There is a remarkable difference here, in claiming an Identity as our Nation has won 23 medals in this year's Olympics, and an identity of vulnerability for having been nomads and slaves. By claiming vulnerability we are called upon to be empathetic and compassionate to those in need. I remember my mother regularly describing to us what it was to grow up in the Great Depression, they had no food left, nothing, when a cousin stopped by with grocery bag of potatoes. They had never been to see a doctor or dentist, and a neighbor was in Dental school, who came home and went through all the neighbor kids examining their teeth and pulling the rotten ones on their kitchen table.
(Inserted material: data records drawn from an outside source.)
//! Runs one axis against a simulated motor controller on a loopback bus.
//!
//! Connect with `socat - UNIX-CONNECT:/tmp/odaxis.sock` and try:
//!
//! ```text
//! x set output 1
//! x home
//! x move 25
//! x get
//! x stop
//! ```

use std::sync::{Arc, Mutex};
use std::time::Duration;

use anyhow::Result;
use tokio::sync::{broadcast, mpsc};
use tracing::info;

use odaxis::axis::OdriveAxis;
use odaxis::bus::frame::{self, PowerState};
use odaxis::bus::loopback::LoopbackBus;
use odaxis::bus::{BusFrame, BusTransport};
use odaxis::console::config::ConsoleConfig;
use odaxis::console::Console;
use odaxis::registry::config::RegistryConfig;
use odaxis::registry::ModuleRegistry;
use odaxis::switch::LimitSwitch;

/// Shared state of the simulated motor: raw encoder position and the
/// velocity currently commanded.
#[derive(Default)]
struct SimMotor {
    raw_pos: f32,
    velocity: f32,
}

/// Home switch of the simulated rig: pressed (level 0) while the axis sits
/// at or below raw position zero.
struct SimSwitch {
    motor: Arc<Mutex<SimMotor>>,
}

impl LimitSwitch for SimSwitch {
    fn level(&self) -> u8 {
        let motor = self.motor.lock().unwrap();
        if motor.raw_pos <= 0.0 {
            0
        } else {
            1
        }
    }
}

/// Minimal stand-in for the ODrive firmware: integrates velocity, jumps to
/// commanded positions, answers telemetry requests.
async fn run_sim_firmware(bus: Arc<LoopbackBus>, base_id: u16, motor: Arc<Mutex<SimMotor>>) {
    let (tx, mut rx) = mpsc::unbounded_channel();
    for offset in [
        frame::SET_AXIS_STATE,
        frame::ENCODER_ESTIMATES,
        frame::SET_INPUT_POS,
        frame::SET_INPUT_VEL,
        frame::SET_INPUT_TORQUE,
    ] {
        bus.subscribe(base_id + offset, tx.clone()).await;
    }

    let mut ticker = tokio::time::interval(Duration::from_millis(10));
    loop {
        tokio::select! {
            Some(received) = rx.recv() => {
                let offset = received.id - base_id;
                match offset {
                    frame::ENCODER_ESTIMATES if received.remote => {
                        let raw = motor.lock().unwrap().raw_pos;
                        let _ = bus
                            .send(BusFrame::data(base_id + frame::ENCODER_ESTIMATES, frame::setpoint(raw)))
                            .await;
                    }
                    frame::SET_AXIS_STATE => {
                        if received.data[0] == PowerState::Idle as u8 {
                            motor.lock().unwrap().velocity = 0.0;
                        }
                    }
                    frame::SET_INPUT_POS => {
                        let mut m = motor.lock().unwrap();
                        m.raw_pos = frame::read_position(&received.data);
                        m.velocity = 0.0;
                    }
                    frame::SET_INPUT_VEL => {
                        motor.lock().unwrap().velocity = frame::read_position(&received.data);
                    }
                    _ => {}
                }
            }
            _ = ticker.tick() => {
                let mut m = motor.lock().unwrap();
                m.raw_pos += m.velocity * 0.01;
            }
        }
    }
}

#[tokio::main]
async fn main() -> Result<()> {
    tracing_subscriber::fmt::init();

    let deployment = RegistryConfig::from_json(
        r#"{
            "tick_interval_ms": 100,
            "axes": [{"name": "x", "node_id": "0x10", "home_switch": true}]
        }"#,
    )?;

    let bus = Arc::new(LoopbackBus::new());
    let registry = Arc::new(ModuleRegistry::new());
    let (reports, _) = broadcast::channel(64);

    // Bridge module report lines into the console broadcast.
    let (report_tx, mut report_rx) = mpsc::unbounded_channel();
    let report_fanout = reports.clone();
    tokio::spawn(async move {
        while let Some(line) = report_rx.recv().await {
            let _ = report_fanout.send(line);
        }
    });

    for decl in &deployment.axes {
        let motor = Arc::new(Mutex::new(SimMotor::default()));
        let switch = decl.home_switch.then(|| {
            Arc::new(SimSwitch {
                motor: motor.clone(),
            }) as Arc<dyn LimitSwitch>
        });

        let axis = OdriveAxis::new(
            decl.name.clone(),
            switch,
            bus.clone(),
            &decl.node_id,
            report_tx.clone(),
        )?;
        let base_id = u16::from_str_radix(decl.node_id.trim_start_matches("0x"), 16)?;
        tokio::spawn(run_sim_firmware(bus.clone(), base_id, motor));
        registry.register(Box::new(axis)).await?;
    }

    let tick_loop = registry
        .clone()
        .run(Duration::from_millis(deployment.tick_interval_ms));

    let mut console = Console::new(ConsoleConfig::default(), registry.clone(), reports);
    console.start().await?;

    info!("Simulation running, press Ctrl-C to stop");
    tokio::signal::ctrl_c().await?;

    tick_loop.abort();
    registry.stop_all().await;
    console.shutdown().await?;
    Ok(())
}
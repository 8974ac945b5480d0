use anyhow::{Context, Result};
use serde::{Deserialize, Serialize};

/// Declaration of one axis in a deployment description.
#[derive(Debug, Clone, Serialize, Deserialize)]
pub struct AxisDecl {
    pub name: String,
    /// Base bus identifier as a base-16 string, e.g. `"0x10"`.
    pub node_id: String,
    #[serde(default)]
    pub home_switch: bool,
}

/// Deployment description: which axes exist on the bus and how fast the
/// tick loop runs.
#[derive(Debug, Clone, Serialize, Deserialize)]
pub struct RegistryConfig {
    #[serde(default = "default_tick_interval_ms")]
    pub tick_interval_ms: u64,
    pub axes: Vec<AxisDecl>,
}

fn default_tick_interval_ms() -> u64 {
    100
}

impl RegistryConfig {
    pub fn from_json(text: &str) -> Result<Self> {
        serde_json::from_str(text).context("invalid registry configuration")
    }

    pub fn from_file(path: &str) -> Result<Self> {
        let text = std::fs::read_to_string(path)
            .with_context(|| format!("cannot read configuration file: {}", path))?;
        Self::from_json(&text)
    }
}
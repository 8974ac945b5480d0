use std::collections::HashMap;

use tokio::sync::{mpsc, RwLock};
use tracing::trace;

use super::{BusFrame, BusTransport};

/// In-process bus used by simulations and tests. Frames sent to an
/// identifier are delivered, in send order, to every sender subscribed to
/// that identifier; identifiers without subscribers drop frames silently,
/// like an unfiltered bus with nobody listening.
#[derive(Default)]
pub struct LoopbackBus {
    subscribers: RwLock<HashMap<u16, Vec<mpsc::UnboundedSender<BusFrame>>>>,
}

impl LoopbackBus {
    pub fn new() -> Self {
        Self::default()
    }
}

#[async_trait::async_trait]
impl BusTransport for LoopbackBus {
    async fn send(&self, frame: BusFrame) -> anyhow::Result<()> {
        trace!("loopback send: id={:#05x} remote={}", frame.id, frame.remote);
        let subs = self.subscribers.read().await;
        if let Some(senders) = subs.get(&frame.id) {
            for tx in senders {
                // A dropped receiver just means that subscriber went away.
                let _ = tx.send(frame);
            }
        }
        Ok(())
    }

    async fn subscribe(&self, id: u16, tx: mpsc::UnboundedSender<BusFrame>) {
        let mut subs = self.subscribers.write().await;
        subs.entry(id).or_default().push(tx);
    }
}

#[cfg(test)]
mod tests {
    use super::*;

    #[tokio::test]
    async fn test_delivers_to_matching_subscriber_only() {
        let bus = LoopbackBus::new();
        let (tx_a, mut rx_a) = mpsc::unbounded_channel();
        let (tx_b, mut rx_b) = mpsc::unbounded_channel();
        bus.subscribe(0x17, tx_a).await;
        bus.subscribe(0x19, tx_b).await;

        bus.send(BusFrame::data(0x17, [8, 0, 0, 0, 0, 0, 0, 0]))
            .await
            .unwrap();

        assert_eq!(
            rx_a.try_recv().unwrap(),
            BusFrame::data(0x17, [8, 0, 0, 0, 0, 0, 0, 0])
        );
        assert!(rx_b.try_recv().is_err());
    }

    #[tokio::test]
    async fn test_unsubscribed_id_is_dropped() {
        let bus = LoopbackBus::new();
        bus.send(BusFrame::remote(0x19)).await.unwrap();
    }
}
This week, I spent some time on the Holiday and evenings creating a partnership agreement for the Clinic in Sudan, so as to be able to test and treat for AIDs. At this point, we will be the only place in S.Sudan able to test and treat for AIDs. When someone commented about my working on this, I remembered working with Haitian refugees who were Migrant Farm Workers, and in 1980 they had these spots, these lesions that no one could explain and no doctor wanted to touch.
Three years later, I was a chaplain at Columbia Presbyterian Hospital in Harlem, where there were patients who had what at that time was described as GRID, a disease without a name, identified because it fit a number of different symptoms on a grid. As a Chaplain, we were ordered to have no physical contact, to wear gloves and masks and gowns and booties, so as to be able to enter their room and sit, unable to hold their hand.
And several years later, my wife led a conference for the Junior League, of Community Awareness on AIDs for Women and Children. We had Elisabeth Kubler-Ross speak about her work with children with AIDs. And she asked every person to imagine adopting a child who has AIDs, having to be careful about soiled diapers, having to go to the doctor weekly for tests, having to give this child so many medications every day. Then she asked the question, NOW, having chosen to adopt a child who is ill, whom you know you may have to bury, how will you feel when they create tests and drugs to control and cure this disease?

In this Sacrament, we claim and affirm a sacred IDENTITY, of being vulnerable, of having done harm to ourselves, to one another, to God. We are the Body of Christ, and we are a BROKEN PEOPLE. We claim the cup, as an IDENTITY of HOPE, of FORGIVENESS, an identity of GRACE fro God.